Using the material below, print the line that contains "let ctrl_c = async", the line that contains "let terminate = async", and every line in between, exactly and nothing else.

SUPPLIED RECORDS:
==*==
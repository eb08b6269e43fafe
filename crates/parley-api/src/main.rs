//! Parley CLI and HTTP API entry point.
//!
//! Binary name: `parley`
//!
//! Parses CLI arguments, loads configuration, initializes the database and
//! chat service, then runs one turn (`ask`) or starts the HTTP server
//! (`serve`).

mod cli;
mod http;
mod state;

use clap::Parser;
use tracing_subscriber::EnvFilter;

use cli::{Cli, Commands};
use parley_infra::config::{load_effective_config, resolve_data_dir};
use state::AppState;

#[tokio::main]
async fn main() -> anyhow::Result<()> {
    let cli = Cli::parse();

    // RUST_LOG wins over the verbosity flags
    let filter = EnvFilter::try_from_default_env().unwrap_or_else(|_| {
        EnvFilter::new(match cli.verbose {
            0 if cli.quiet => "error",
            0 => "warn",
            1 => "info,parley_core=debug,parley_infra=debug,parley_api=debug",
            _ => "trace",
        })
    });

    tracing_subscriber::fmt()
        .with_env_filter(filter)
        .with_target(false)
        .init();

    let data_dir = resolve_data_dir();
    let config = load_effective_config(&data_dir).await;
    let state = AppState::init(&config, data_dir).await?;

    match cli.command {
        Commands::Ask {
            message,
            chat_id,
            user_id,
            stream,
        } => {
            cli::ask::ask(
                &state,
                cli::ask::AskArgs {
                    message,
                    chat_id,
                    user_id,
                    stream,
                    json: cli.json,
                },
            )
            .await?;
        }

        Commands::Serve { port, host } => {
            let host = host.unwrap_or_else(|| config.server.host.clone());
            let port = port.unwrap_or(config.server.port);
            let addr = format!("{host}:{port}");
            let listener = tokio::net::TcpListener::bind(&addr).await?;

            tracing::info!(
                addr = %addr,
                provider = state.provider().name(),
                model = %state.chat_defaults.model,
                auth = state.auth_token.is_some(),
                "Parley API listening"
            );
            if !cli.quiet {
                println!(
                    "  {} Parley API listening on {}",
                    console::style("⚡").bold(),
                    console::style(format!("http://{addr}")).cyan()
                );
                println!("  {}", console::style("Press Ctrl+C to stop").dim());
            }

            let shutdown = state.shutdown.clone();
            let router = http::router::build_router(state);

            axum::serve(listener, router)
                .with_graceful_shutdown(async move {
                    shutdown_signal().await;
                    // In-flight turns end as cancelled instead of holding the server open.
                    shutdown.cancel();
                })
                .await?;

            if !cli.quiet {
                println!("\n  Server stopped.");
            }
        }
    }

    Ok(())
}

/// Wait for Ctrl+C or SIGTERM for graceful shutdown.
async fn shutdown_signal() {
    let ctrl_c = async {
        if let Err(e) = tokio::signal::ctrl_c().await {
            tracing::warn!("Failed to listen for Ctrl+C: {e}");
            std::future::pending::<()>().await;
        }
    };

    #[cfg(unix)]
    let terminate = async {
        match tokio::signal::unix::signal(tokio::signal::unix::SignalKind::terminate()) {
            Ok(mut signal) => {
                signal.recv().await;
            }
            Err(e) => {
                tracing::warn!("Failed to install SIGTERM handler: {e}");
                std::future::pending::<()>().await;
            }
        }
    };

    #[cfg(not(unix))]
    let terminate = std::future::pending::<()>();

    tokio::select! {
        _ = ctrl_c => {},
        _ = terminate => {},
    }
}
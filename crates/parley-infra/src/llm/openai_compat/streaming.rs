//! OpenAI SSE stream to [`StreamEvent`] adapter.
//!
//! Maps `async-openai`'s [`ChatCompletionResponseStream`] chunks onto the
//! provider-agnostic [`StreamEvent`] enum defined in `parley-types`.

use futures_util::StreamExt;

use async_openai::types::chat::{ChatCompletionResponseStream, FinishReason};

use parley_core::llm::provider::LlmEventStream;
use parley_types::llm::{LlmError, StopReason, StreamEvent, Usage};

/// Map an async-openai [`ChatCompletionResponseStream`] to [`StreamEvent`]s.
///
/// The returned stream emits events in this order:
/// 1. `Connected` immediately on entry
/// 2. `TextDelta` for each non-empty text chunk of the first choice
/// 3. `MessageDelta` with the stop reason when finish_reason appears
/// 4. `Usage` when the final chunk reports it (`include_usage = true`)
/// 5. `Done` once the SSE stream ends cleanly
///
/// A transport or decoding error ends the stream without `Done`.
pub fn map_openai_stream(stream: ChatCompletionResponseStream) -> LlmEventStream {
    Box::pin(async_stream::try_stream! {
        yield StreamEvent::Connected;

        let mut stream = stream;

        while let Some(result) = stream.next().await {
            let chunk = result.map_err(|e| LlmError::Stream(e.to_string()))?;

            // Only the first choice is relayed; extra choices (n > 1) would
            // interleave into one text.
            for choice in chunk.choices.iter().filter(|c| c.index == 0) {
                if let Some(text) = choice.delta.content.as_ref().filter(|t| !t.is_empty()) {
                    yield StreamEvent::TextDelta { text: text.clone() };
                }

                if let Some(finish_reason) = choice.finish_reason.as_ref() {
                    yield StreamEvent::MessageDelta {
                        stop_reason: stop_reason(finish_reason),
                    };
                }
            }

            // The final chunk carries usage with an empty choices array.
            if let Some(usage) = chunk.usage.as_ref() {
                yield StreamEvent::Usage(Usage {
                    input_tokens: usage.prompt_tokens,
                    output_tokens: usage.completion_tokens,
                });
            }
        }

        yield StreamEvent::Done;
    })
}

/// Map an OpenAI finish reason onto a [`StopReason`].
pub(crate) fn stop_reason(finish_reason: &FinishReason) -> StopReason {
    match finish_reason {
        FinishReason::Stop => StopReason::EndTurn,
        FinishReason::Length => StopReason::MaxTokens,
        FinishReason::ContentFilter => StopReason::ContentFilter,
        FinishReason::ToolCalls | FinishReason::FunctionCall => StopReason::EndTurn,
    }
}
//! SQLite chat repository implementation.
//!
//! Implements `ChatRepository` from `parley-core` using sqlx with split
//! read/write pools. A session is stored as one `chats` row plus one
//! `messages` row per message; `erased` separates the active window from
//! the archive and `order_msg` keeps each list in order.

use std::sync::Arc;

use chrono::{DateTime, Utc};
use sqlx::Row;
use uuid::Uuid;

use parley_core::chat::repository::ChatRepository;
use parley_core::chat::session::{ChatSession, SessionSnapshot};
use parley_core::llm::tokenizer::ModelRegistry;
use parley_types::chat::{ChatConfiguration, ChatMessage, MessageRole, SessionStatus};
use parley_types::error::RepositoryError;

use super::pool::DatabasePool;

/// SQLite-backed implementation of `ChatRepository`.
///
/// Needs the model registry to rebuild each chat's `Model` (and its
/// tokenizer) on load.
pub struct SqliteChatRepository {
    pool: DatabasePool,
    models: Arc<ModelRegistry>,
}

impl SqliteChatRepository {
    pub fn new(pool: DatabasePool, models: Arc<ModelRegistry>) -> Self {
        Self { pool, models }
    }
}

// ---------------------------------------------------------------------------
// Private Row types for SQLite-to-domain mapping
// ---------------------------------------------------------------------------

struct ChatRow {
    id: String,
    user_id: String,
    status: String,
    model: String,
    model_max_tokens: i64,
    temperature: f64,
    top_p: f64,
    n: i64,
    stop: String,
    max_tokens: i64,
    presence_penalty: f64,
    frequency_penalty: f64,
    created_at: String,
    updated_at: String,
}

impl ChatRow {
    fn from_row(row: &sqlx::sqlite::SqliteRow) -> Result<Self, sqlx::Error> {
        Ok(Self {
            id: row.try_get("id")?,
            user_id: row.try_get("user_id")?,
            status: row.try_get("status")?,
            model: row.try_get("model")?,
            model_max_tokens: row.try_get("model_max_tokens")?,
            temperature: row.try_get("temperature")?,
            top_p: row.try_get("top_p")?,
            n: row.try_get("n")?,
            stop: row.try_get("stop")?,
            max_tokens: row.try_get("max_tokens")?,
            presence_penalty: row.try_get("presence_penalty")?,
            frequency_penalty: row.try_get("frequency_penalty")?,
            created_at: row.try_get("created_at")?,
            updated_at: row.try_get("updated_at")?,
        })
    }

    fn into_snapshot(
        self,
        models: &ModelRegistry,
        messages: Vec<ChatMessage>,
        erased_messages: Vec<ChatMessage>,
    ) -> Result<SessionSnapshot, RepositoryError> {
        let id = Uuid::parse_str(&self.id)
            .map_err(|e| RepositoryError::Query(format!("invalid chat id: {e}")))?;
        let status: SessionStatus = self
            .status
            .parse()
            .map_err(|e: String| RepositoryError::Query(e))?;
        let stop: Vec<String> = serde_json::from_str(&self.stop)
            .map_err(|e| RepositoryError::Query(format!("invalid stop sequences: {e}")))?;
        let model = models
            .model(&self.model, to_u32(self.model_max_tokens, "model_max_tokens")?)
            .map_err(|e| RepositoryError::Query(e.to_string()))?;

        Ok(SessionSnapshot {
            id,
            user_id: self.user_id,
            status,
            configuration: ChatConfiguration {
                model,
                temperature: self.temperature as f32,
                top_p: self.top_p as f32,
                n: to_u32(self.n, "n")?,
                stop,
                max_tokens: to_u32(self.max_tokens, "max_tokens")?,
                presence_penalty: self.presence_penalty as f32,
                frequency_penalty: self.frequency_penalty as f32,
            },
            messages,
            erased_messages,
            created_at: parse_datetime(&self.created_at)?,
            updated_at: parse_datetime(&self.updated_at)?,
        })
    }
}

struct MessageRow {
    id: String,
    role: String,
    content: String,
    tokens: i64,
    model: String,
    erased: bool,
    created_at: String,
}

impl MessageRow {
    fn from_row(row: &sqlx::sqlite::SqliteRow) -> Result<Self, sqlx::Error> {
        Ok(Self {
            id: row.try_get("id")?,
            role: row.try_get("role")?,
            content: row.try_get("content")?,
            tokens: row.try_get("tokens")?,
            model: row.try_get("model")?,
            erased: row.try_get("erased")?,
            created_at: row.try_get("created_at")?,
        })
    }

    fn into_message(self) -> Result<ChatMessage, RepositoryError> {
        let id = Uuid::parse_str(&self.id)
            .map_err(|e| RepositoryError::Query(format!("invalid message id: {e}")))?;
        let role: MessageRole = self
            .role
            .parse()
            .map_err(|e: String| RepositoryError::Query(e))?;

        Ok(ChatMessage::restore(
            id,
            role,
            self.content,
            to_u32(self.tokens, "tokens")?,
            self.model,
            parse_datetime(&self.created_at)?,
        ))
    }
}

fn parse_datetime(s: &str) -> Result<DateTime<Utc>, RepositoryError> {
    DateTime::parse_from_rfc3339(s)
        .map(|dt| dt.with_timezone(&Utc))
        .map_err(|e| RepositoryError::Query(format!("invalid datetime: {e}")))
}

fn format_datetime(dt: &DateTime<Utc>) -> String {
    dt.to_rfc3339()
}

fn to_u32(value: i64, column: &str) -> Result<u32, RepositoryError> {
    u32::try_from(value)
        .map_err(|_| RepositoryError::Query(format!("{column} out of range: {value}")))
}

fn query_error(e: sqlx::Error) -> RepositoryError {
    match e {
        sqlx::Error::PoolTimedOut | sqlx::Error::PoolClosed | sqlx::Error::Io(_) => {
            RepositoryError::Connection
        }
        other => RepositoryError::Query(other.to_string()),
    }
}

/// Insert the active window then the archive, each numbered from zero.
async fn insert_messages(
    tx: &mut sqlx::Transaction<'_, sqlx::Sqlite>,
    session: &ChatSession,
) -> Result<(), RepositoryError> {
    let chat_id = session.id().to_string();
    let lists = [(false, session.messages()), (true, session.erased_messages())];

    for (erased, messages) in lists {
        for (order, message) in messages.iter().enumerate() {
            sqlx::query(
                "INSERT INTO messages (id, chat_id, role, content, tokens, model, erased, order_msg, created_at)
                 VALUES (?, ?, ?, ?, ?, ?, ?, ?, ?)",
            )
            .bind(message.id().to_string())
            .bind(&chat_id)
            .bind(message.role().to_string())
            .bind(message.content())
            .bind(i64::from(message.token_count()))
            .bind(message.model())
            .bind(erased)
            .bind(order as i64)
            .bind(format_datetime(&message.created_at()))
            .execute(&mut **tx)
            .await
            .map_err(query_error)?;
        }
    }

    Ok(())
}

fn stop_json(config: &ChatConfiguration) -> Result<String, RepositoryError> {
    serde_json::to_string(&config.stop)
        .map_err(|e| RepositoryError::Query(format!("failed to encode stop sequences: {e}")))
}

// ---------------------------------------------------------------------------
// ChatRepository implementation
// ---------------------------------------------------------------------------

impl ChatRepository for SqliteChatRepository {
    async fn create_session(&self, session: &ChatSession) -> Result<(), RepositoryError> {
        let config = session.configuration();
        let stop = stop_json(config)?;

        let mut tx = self.pool.writer.begin().await.map_err(query_error)?;

        sqlx::query(
            r#"INSERT INTO chats (id, user_id, status, token_usage, model, model_max_tokens,
                   temperature, top_p, n, stop, max_tokens, presence_penalty, frequency_penalty,
                   created_at, updated_at)
               VALUES (?, ?, ?, ?, ?, ?, ?, ?, ?, ?, ?, ?, ?, ?, ?)"#,
        )
        .bind(session.id().to_string())
        .bind(session.user_id())
        .bind(session.status().to_string())
        .bind(i64::from(session.token_usage()))
        .bind(config.model.name())
        .bind(i64::from(config.model.capacity()))
        .bind(f64::from(config.temperature))
        .bind(f64::from(config.top_p))
        .bind(i64::from(config.n))
        .bind(stop)
        .bind(i64::from(config.max_tokens))
        .bind(f64::from(config.presence_penalty))
        .bind(f64::from(config.frequency_penalty))
        .bind(format_datetime(&session.created_at()))
        .bind(format_datetime(&session.updated_at()))
        .execute(&mut *tx)
        .await
        .map_err(|e| {
            if let sqlx::Error::Database(ref db_err) = e {
                if db_err.message().contains("UNIQUE") {
                    return RepositoryError::Conflict(format!(
                        "chat {} already exists",
                        session.id()
                    ));
                }
            }
            query_error(e)
        })?;

        insert_messages(&mut tx, session).await?;

        tx.commit().await.map_err(query_error)?;
        tracing::debug!(chat_id = %session.id(), "Chat session inserted");
        Ok(())
    }

    async fn find_session(&self, session_id: &Uuid) -> Result<ChatSession, RepositoryError> {
        let row = sqlx::query("SELECT * FROM chats WHERE id = ?")
            .bind(session_id.to_string())
            .fetch_optional(&self.pool.reader)
            .await
            .map_err(query_error)?
            .ok_or(RepositoryError::NotFound)?;
        let chat_row = ChatRow::from_row(&row).map_err(query_error)?;

        let rows = sqlx::query(
            "SELECT * FROM messages WHERE chat_id = ? ORDER BY erased ASC, order_msg ASC",
        )
        .bind(session_id.to_string())
        .fetch_all(&self.pool.reader)
        .await
        .map_err(query_error)?;

        let mut messages = Vec::new();
        let mut erased_messages = Vec::new();
        for row in &rows {
            let message_row = MessageRow::from_row(row).map_err(query_error)?;
            if message_row.erased {
                erased_messages.push(message_row.into_message()?);
            } else {
                messages.push(message_row.into_message()?);
            }
        }

        let snapshot = chat_row.into_snapshot(&self.models, messages, erased_messages)?;
        ChatSession::restore(snapshot).map_err(|e| {
            RepositoryError::Query(format!("stored chat {session_id} is inconsistent: {e}"))
        })
    }

    async fn save_session(&self, session: &ChatSession) -> Result<(), RepositoryError> {
        let config = session.configuration();
        let stop = stop_json(config)?;

        let mut tx = self.pool.writer.begin().await.map_err(query_error)?;

        let result = sqlx::query(
            r#"UPDATE chats
               SET user_id = ?, status = ?, token_usage = ?, model = ?, model_max_tokens = ?,
                   temperature = ?, top_p = ?, n = ?, stop = ?, max_tokens = ?,
                   presence_penalty = ?, frequency_penalty = ?, updated_at = ?
               WHERE id = ?"#,
        )
        .bind(session.user_id())
        .bind(session.status().to_string())
        .bind(i64::from(session.token_usage()))
        .bind(config.model.name())
        .bind(i64::from(config.model.capacity()))
        .bind(f64::from(config.temperature))
        .bind(f64::from(config.top_p))
        .bind(i64::from(config.n))
        .bind(stop)
        .bind(i64::from(config.max_tokens))
        .bind(f64::from(config.presence_penalty))
        .bind(f64::from(config.frequency_penalty))
        .bind(format_datetime(&session.updated_at()))
        .bind(session.id().to_string())
        .execute(&mut *tx)
        .await
        .map_err(query_error)?;

        // Dropping the transaction rolls it back.
        if result.rows_affected() == 0 {
            return Err(RepositoryError::NotFound);
        }

        sqlx::query("DELETE FROM messages WHERE chat_id = ?")
            .bind(session.id().to_string())
            .execute(&mut *tx)
            .await
            .map_err(query_error)?;

        insert_messages(&mut tx, session).await?;

        tx.commit().await.map_err(query_error)?;
        tracing::debug!(
            chat_id = %session.id(),
            active = session.messages().len(),
            erased = session.erased_messages().len(),
            "Chat session saved"
        );
        Ok(())
    }
}
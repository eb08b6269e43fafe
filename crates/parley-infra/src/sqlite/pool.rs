//! Database pool with split reader/writer connections in WAL mode.
//!
//! SQLite allows only one writer at a time, so writes go through a
//! single-connection pool while reads share a pool of up to eight.

use std::path::Path;
use std::str::FromStr;

use sqlx::sqlite::{SqliteConnectOptions, SqliteJournalMode, SqlitePool, SqlitePoolOptions};

/// Split read/write pool for SQLite with WAL mode.
///
/// - `reader`: multi-connection pool for concurrent SELECT queries.
/// - `writer`: single-connection pool for serialized INSERT/UPDATE/DELETE.
#[derive(Clone)]
pub struct DatabasePool {
    pub reader: SqlitePool,
    pub writer: SqlitePool,
}

impl DatabasePool {
    /// Open both pools and run the embedded migrations on the writer.
    pub async fn new(database_url: &str) -> Result<Self, sqlx::Error> {
        let base_opts = SqliteConnectOptions::from_str(database_url)?
            .journal_mode(SqliteJournalMode::Wal)
            .foreign_keys(true)
            .busy_timeout(std::time::Duration::from_secs(5))
            .create_if_missing(true);

        let read_opts = base_opts.clone().read_only(true);
        let write_opts = base_opts;

        let writer = SqlitePoolOptions::new()
            .max_connections(1)
            .connect_with(write_opts)
            .await?;

        // Readers open read-only, so the schema must exist first.
        sqlx::migrate!("../../migrations").run(&writer).await?;

        let reader = SqlitePoolOptions::new()
            .max_connections(8)
            .connect_with(read_opts)
            .await?;

        tracing::debug!(url = %database_url, "Database pools ready");
        Ok(Self { reader, writer })
    }
}

/// `parley.db` inside `data_dir`, created on first connect.
pub fn default_database_url(data_dir: &Path) -> String {
    format!("sqlite://{}/parley.db?mode=rwc", data_dir.display())
}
==*==
TASK OUTPUT:
    let ctrl_c = async {
        if let Err(e) = tokio::signal::ctrl_c().await {
            tracing::warn!("Failed to listen for Ctrl+C: {e}");
            std::future::pending::<()>().await;
        }
    };

    #[cfg(unix)]
    let terminate = async {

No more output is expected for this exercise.